COVID-19: Singapore confirms 262 new cases; 10 community cases

People wearing protective masks prepare their mobile phone for Safe Entry check-in as they queue to enter a shopping mall at Orchard Road in Singapore. (PHOTO: Suhaimi Abdullah/Getty Images)

SINGAPORE — The Ministry of Health (MOH) confirmed 262 new COVID-19 cases in Singapore as of Sunday (21 June) noon, bringing the total to 42,095.

There are 10 community cases, with two Singaporeans and one permanent resident among them. The remaining seven cases are holders of work passes or work permits.

Among the Singaporean cases is a 22-year-old male student (Case 41884) who was tested as part of the ministry’s proactive screening of students at Institutes of Higher Learning who are diagnosed with acute respiratory infection (ARI) at first presentation to a doctor. “He is a student at Nanyang Technological University, but has not gone to the university since early April 2020,” the MOH said.

The remaining Singaporean case (Case 42115), a 58-year-old man, and the permanent resident one (Case 41956), a 33-year-old man, were detected due to the MOH’s proactive surveillance of persons working or living at dormitories. They were asymptomatic.

All seven work pass or work permit holders were tested even though they are asymptomatic, the ministry said. “Among them, two (Cases 42003 and 42100) had been identified as contacts of previously confirmed cases, and had already been quarantined at government quarantine facilities. They were swabbed during quarantine to verify their status,” the MOH said. “Another three cases (Cases 42098, 42112 and 42116) were tested as part of our efforts to screen workers in essential services. The remaining two cases (Cases 42113 and 42114) were detected through our proactive screening of persons working at dormitories.”

One new cluster was announced – a dormitory at 242 Woodlands Industrial Park E5.

Dozens of clusters linked to foreign worker dorms have been identified thus far, including Singapore’s largest cluster of 2,766 cases linked to S11 Dormitory@Punggol, followed by Sungei Tengah Lodge with 2,044 cases, Jurong Penjuru Dormitory with 1,771 cases, Cassia @ Penjuru with 1,464 cases, and Tuas View Dormitory with 1,407 cases.

These dorms, the top five clusters with the highest number of cases here, account for some 24 per cent of the total 39,439 infected workers living in dorms.

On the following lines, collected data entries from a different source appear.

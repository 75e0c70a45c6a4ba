//! iconpack - pick the themed icon pack from the terminal

use anyhow::{Context, Result};
use clap::{Arg, ArgMatches, Command};
use iconpack::list::{build_entry_list, IconHandle};
use iconpack::selection::SYSTEM_ICONS_LABEL;
use iconpack::ui::TerminalUI;
use iconpack::{
    Application, Config, InMemoryStore, KeyValueStore, PackCatalog, SavedState, SelectionManager,
    StoreSwitch, TomlFileStore,
};
use std::path::PathBuf;
use std::sync::Arc;

fn cli() -> Command {
    Command::new("iconpack")
        .version(iconpack::VERSION)
        .about("Choose the themed icon pack")
        .arg(
            Arg::new("config")
                .long("config")
                .value_name("FILE")
                .global(true)
                .help("Configuration file (defaults to ~/.config/iconpack/config.toml)"),
        )
        .arg(
            Arg::new("store")
                .long("store")
                .value_name("FILE")
                .global(true)
                .help("TOML file holding the persisted selection"),
        )
        .arg(
            Arg::new("packs-dir")
                .long("packs-dir")
                .value_name("DIR")
                .global(true)
                .help("Directory scanned for icon packs"),
        )
        .arg(
            Arg::new("state-file")
                .long("state-file")
                .value_name("FILE")
                .global(true)
                .help("Restore the picker state from FILE unless the store is newer; save it there on exit"),
        )
        .subcommand(Command::new("show").about("Print the current selection"))
        .subcommand(Command::new("list").about("List the selectable icon packs"))
        .subcommand(
            Command::new("select")
                .about("Select an icon pack by id")
                .arg(Arg::new("id").required(true).index(1)),
        )
        .subcommand(Command::new("reset").about("Go back to the system icons"))
        .subcommand(Command::new("pick").about("Open the interactive picker (default)"))
}

fn path_arg(matches: &ArgMatches, name: &str) -> Option<PathBuf> {
    matches.get_one::<String>(name).map(PathBuf::from)
}

#[tokio::main]
async fn main() -> Result<()> {
    env_logger::init();

    let matches = cli().get_matches();

    let config = match path_arg(&matches, "config") {
        Some(path) => Config::load_from(&path)?,
        None => Config::load()?,
    }
    .with_overrides(path_arg(&matches, "store"), path_arg(&matches, "packs-dir"));

    let store: Arc<dyn KeyValueStore> = match config.store_path() {
        Some(path) => Arc::new(TomlFileStore::new(path)),
        None => {
            log::info!("no store file configured, selection will not outlive this process");
            Arc::new(InMemoryStore::new())
        }
    };
    let switch = Arc::new(StoreSwitch::new(
        Arc::clone(&store),
        &config.authority,
        config.themed_icons_available,
    ));
    let manager = SelectionManager::new(store, switch, &config.authority);
    let catalog = Arc::new(PackCatalog::new(config.packs_dir()));

    match matches.subcommand() {
        Some(("show", _)) => {
            load_selection(&manager).await?;
            if let Err(err) = catalog.scan().await {
                log::warn!("Failed to enumerate icon packs: {err}");
            }
            println!("{}", manager.summary(catalog.as_ref()));
        }
        Some(("list", _)) => {
            load_selection(&manager).await?;
            let candidates = catalog.scan_entries().await?;
            let current = manager.current();
            for entry in build_entry_list(SYSTEM_ICONS_LABEL, IconHandle::default(), candidates) {
                let marker = if entry.id == current { "(*)" } else { "( )" };
                match entry.id {
                    Some(ref id) => println!("{marker} {}  {id}", entry.label),
                    None => println!("{marker} {}", entry.label),
                }
            }
        }
        Some(("select", sub)) => {
            let id = sub
                .get_one::<String>("id")
                .context("missing pack id")?
                .clone();
            let known = catalog
                .scan()
                .await?
                .into_iter()
                .any(|pack| pack.id == id);
            if !known {
                anyhow::bail!("No eligible icon pack with id {id}");
            }
            manager.select(Some(id)).await?;
            println!("{}", manager.summary(catalog.as_ref()));
        }
        Some(("reset", _)) => {
            manager.select(None).await?;
            println!("{}", manager.summary(catalog.as_ref()));
        }
        _ => {
            let state_file = path_arg(&matches, "state-file");
            let restored = match state_file {
                Some(ref path) => {
                    SavedState::load_unless_stale(path, config.store_path().as_deref())?
                        .and_then(SavedState::into_restored)
                }
                None => None,
            };
            // The picker draws immediately; a background fetch lands on a later tick
            let _fetch = manager.initialize(restored);

            let ui_renderer = Box::new(TerminalUI::new()?);
            let mut app = Application::new(manager.clone(), catalog, ui_renderer);
            app.run().await?;

            if let Some(ref path) = state_file {
                manager.snapshot_for_save().save(path)?;
            }
        }
    }

    Ok(())
}

/// Load the persisted selection and wait for it
async fn load_selection(manager: &SelectionManager) -> Result<()> {
    if let Some(fetch) = manager.initialize(None) {
        fetch.await?;
    }
    Ok(())
}
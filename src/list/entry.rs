//! List entries and ordering.

use std::cmp::Ordering;

/// Opaque icon reference (a path or a glyph). Never decoded here.
#[derive(Debug, Clone, PartialEq, Eq, Hash, Default)]
pub struct IconHandle(String);

impl IconHandle {
    pub fn new(handle: impl Into<String>) -> Self {
        Self(handle.into())
    }

    pub fn as_str(&self) -> &str {
        &self.0
    }
}

/// One row of the picker.
///
/// `id == None` is the system icons sentinel. Rows are the same item when their
/// ids match, and render identically when all three fields match.
#[derive(Debug, Clone, PartialEq, Eq)]
pub struct SelectableEntry {
    pub id: Option<String>,
    pub label: String,
    pub icon: IconHandle,
}

impl SelectableEntry {
    pub fn new(id: impl Into<String>, label: impl Into<String>, icon: IconHandle) -> Self {
        Self {
            id: Some(id.into()),
            label: label.into(),
            icon,
        }
    }

    /// The "use system icons" row
    pub fn sentinel(label: impl Into<String>, icon: IconHandle) -> Self {
        Self {
            id: None,
            label: label.into(),
            icon,
        }
    }

    pub fn is_sentinel(&self) -> bool {
        self.id.is_none()
    }

    pub fn same_item(&self, other: &Self) -> bool {
        self.id == other.id
    }
}

/// Case-insensitive label order with the raw label as tie-breaker, so
/// "alpha" and "Alpha" sort together but deterministically.
pub fn compare_labels(a: &str, b: &str) -> Ordering {
    a.to_lowercase()
        .cmp(&b.to_lowercase())
        .then_with(|| a.cmp(b))
}

/// Sort `candidates` by label and put the system icons row in front.
///
/// Any sentinel rows already present in `candidates` are dropped so the list
/// always carries exactly one, at index 0.
pub fn build_entry_list(
    sentinel_label: impl Into<String>,
    sentinel_icon: IconHandle,
    candidates: impl IntoIterator<Item = SelectableEntry>,
) -> Vec<SelectableEntry> {
    let mut packs: Vec<SelectableEntry> = candidates
        .into_iter()
        .filter(|entry| !entry.is_sentinel())
        .collect();
    packs.sort_by(|a, b| compare_labels(&a.label, &b.label));

    let mut entries = Vec::with_capacity(packs.len() + 1);
    entries.push(SelectableEntry::sentinel(sentinel_label, sentinel_icon));
    entries.extend(packs);
    entries
}
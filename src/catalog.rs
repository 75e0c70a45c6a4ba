//! Icon pack enumeration.
//!
//! Packs live one per directory under a packs root, each described by a
//! `pack.toml` manifest. Only packs that ship a grayscale icon map and are not
//! marked as system-owned are offered to the picker.

pub mod manifest;
pub mod scanner;

pub use manifest::{PackManifest, ICON_MAP_RESOURCE, MANIFEST_FILE};
pub use scanner::{is_eligible, PackCatalog, PackInfo};
//! UI state management structures
//!
//! `ViewState` holds what the terminal draws. Picker rows are kept in step with
//! the `SelectableList` by applying its list events: rows the diff leaves alone
//! are carried over, and only dirty rows are rebuilt.

use crate::list::{IconHandle, ListEvent, SelectableEntry, SelectableList};
use std::mem;

/// Which screen is showing
#[derive(Debug, Clone, Copy, PartialEq, Eq)]
pub enum Screen {
    Summary,
    Picker,
}

/// One drawn picker row
#[derive(Debug, Clone, PartialEq, Eq)]
pub struct RowView {
    pub label: String,
    /// Pack id shown next to the label; `None` for the sentinel row
    pub detail: Option<String>,
    pub icon: IconHandle,
    pub selected: bool,
}

impl RowView {
    pub fn from_entry(entry: &SelectableEntry, selected: bool) -> Self {
        Self {
            label: entry.label.clone(),
            detail: entry.id.clone(),
            icon: entry.icon.clone(),
            selected,
        }
    }

    /// Radio marker drawn in front of the label
    pub fn marker(&self) -> &'static str {
        if self.selected {
            "(*)"
        } else {
            "( )"
        }
    }
}

#[derive(Debug)]
pub struct ViewState {
    pub screen: Screen,

    /// Summary line shown on the summary screen
    pub summary: String,

    /// Whether themed icons are supported at all
    pub available: bool,

    /// Picker rows, index-aligned with the list entries
    pub rows: Vec<RowView>,

    /// Row under the cursor
    pub cursor: usize,

    /// A catalog scan for the picker is in flight
    pub loading: bool,

    pub status_line: StatusLine,

    /// Viewport dimensions
    pub viewport_width: u16,
    pub viewport_height: u16,

    /// Rows rebuilt by the most recent list event
    pub redrawn: Vec<usize>,
}

impl ViewState {
    pub fn new(viewport_width: u16, viewport_height: u16) -> Self {
        Self {
            screen: Screen::Summary,
            summary: String::new(),
            available: true,
            rows: Vec::new(),
            cursor: 0,
            loading: false,
            status_line: StatusLine::new(),
            viewport_width,
            viewport_height,
            redrawn: Vec::new(),
        }
    }

    pub fn title(&self) -> &'static str {
        match self.screen {
            Screen::Summary => "Themed icon pack",
            Screen::Picker => "Themed icons",
        }
    }

    /// Switch to the picker; rows arrive later through list events
    pub fn open_picker(&mut self) {
        self.screen = Screen::Picker;
        self.rows.clear();
        self.redrawn.clear();
        self.cursor = 0;
        self.loading = true;
        self.status_line.clear_message();
    }

    pub fn close_picker(&mut self) {
        self.screen = Screen::Summary;
        self.rows.clear();
        self.redrawn.clear();
        self.cursor = 0;
        self.loading = false;
    }

    /// Bring `rows` in line with `list` using one of its notifications
    pub fn apply_list_event(&mut self, event: &ListEvent, list: &SelectableList) {
        let entries = list.entries();
        match event {
            ListEvent::Updated(diff) => {
                let first_load = self.rows.is_empty();
                let mut old: Vec<Option<RowView>> =
                    mem::take(&mut self.rows).into_iter().map(Some).collect();
                let mut rows: Vec<Option<RowView>> = vec![None; entries.len()];

                for (from, to) in diff.retained_pairs(old.len(), entries.len()) {
                    rows[to] = old.get_mut(from).and_then(Option::take);
                }
                for moved in &diff.moved {
                    if let Some(slot) = rows.get_mut(moved.to) {
                        *slot = old.get_mut(moved.from).and_then(Option::take);
                    }
                }

                let dirty = diff.dirty_rows();
                self.redrawn.clear();
                self.rows = rows
                    .into_iter()
                    .enumerate()
                    .map(|(index, carried)| match carried {
                        Some(row) if !dirty.contains(&index) => row,
                        _ => {
                            self.redrawn.push(index);
                            RowView::from_entry(&entries[index], list.is_selected(index))
                        }
                    })
                    .collect();

                self.loading = false;
                if first_load {
                    self.cursor = list.selected_index().unwrap_or(0);
                }
                self.clamp_cursor();
            }
            ListEvent::ItemChanged(index) => {
                let index = *index;
                if let (Some(row), Some(entry)) = (self.rows.get_mut(index), entries.get(index)) {
                    *row = RowView::from_entry(entry, list.is_selected(index));
                    self.redrawn = vec![index];
                }
            }
        }
    }

    pub fn cursor_up(&mut self) {
        self.cursor = self.cursor.saturating_sub(1);
    }

    pub fn cursor_down(&mut self) {
        if self.cursor + 1 < self.rows.len() {
            self.cursor += 1;
        }
    }

    pub fn cursor_first(&mut self) {
        self.cursor = 0;
    }

    pub fn cursor_last(&mut self) {
        self.cursor = self.rows.len().saturating_sub(1);
    }

    fn clamp_cursor(&mut self) {
        if self.cursor >= self.rows.len() {
            self.cursor_last();
        }
    }

    /// Rows that fit between the title and the status line
    pub fn rows_per_page(&self) -> usize {
        self.viewport_height.saturating_sub(2).max(1) as usize
    }

    /// First row to draw so that the cursor stays visible
    pub fn list_offset(&self) -> usize {
        let page = self.rows_per_page();
        (self.cursor + 1).saturating_sub(page)
    }

    /// Update terminal dimensions; returns true if they actually changed
    pub fn update_terminal_size(&mut self, width: u16, height: u16) -> bool {
        let changed = self.viewport_width != width || self.viewport_height != height;
        if changed {
            self.viewport_width = width;
            self.viewport_height = height;
        }
        changed
    }

    pub fn format_status_line(&self) -> String {
        self.status_line.format_status_line(self.screen, self.available)
    }
}

/// Status line information
#[derive(Debug, Clone, Default)]
pub struct StatusLine {
    pub message: Option<String>,
}

impl StatusLine {
    pub fn new() -> Self {
        Self::default()
    }

    /// Set a temporary message
    pub fn set_message(&mut self, message: String) {
        self.message = Some(message);
    }

    pub fn clear_message(&mut self) {
        self.message = None;
    }

    /// Message if one is set, otherwise the key hints for `screen`
    pub fn format_status_line(&self, screen: Screen, available: bool) -> String {
        if let Some(ref message) = self.message {
            return message.clone();
        }
        match (screen, available) {
            (Screen::Summary, true) => "Enter: change | q: quit".to_string(),
            (Screen::Summary, false) => "Themed icons are not supported | q: quit".to_string(),
            (Screen::Picker, _) => "j/k: move | Enter: select | Esc: back | q: quit".to_string(),
        }
    }
}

Some 400,000 such workers live in dorms here.

Cases on 21 June (Table: Ministry of Health)

Over 34,900 patients have recovered

With 718 more patients discharged from hospitals or community isolation facilities on Sunday, 34,942 cases have fully recovered from the infection.

Most of the 179 hospitalised cases are stable or improving, while one is in critical condition in the intensive care unit.

A total of 6,948 patients with mild symptoms or are clinically well but still test positive are isolated and cared for at community facilities.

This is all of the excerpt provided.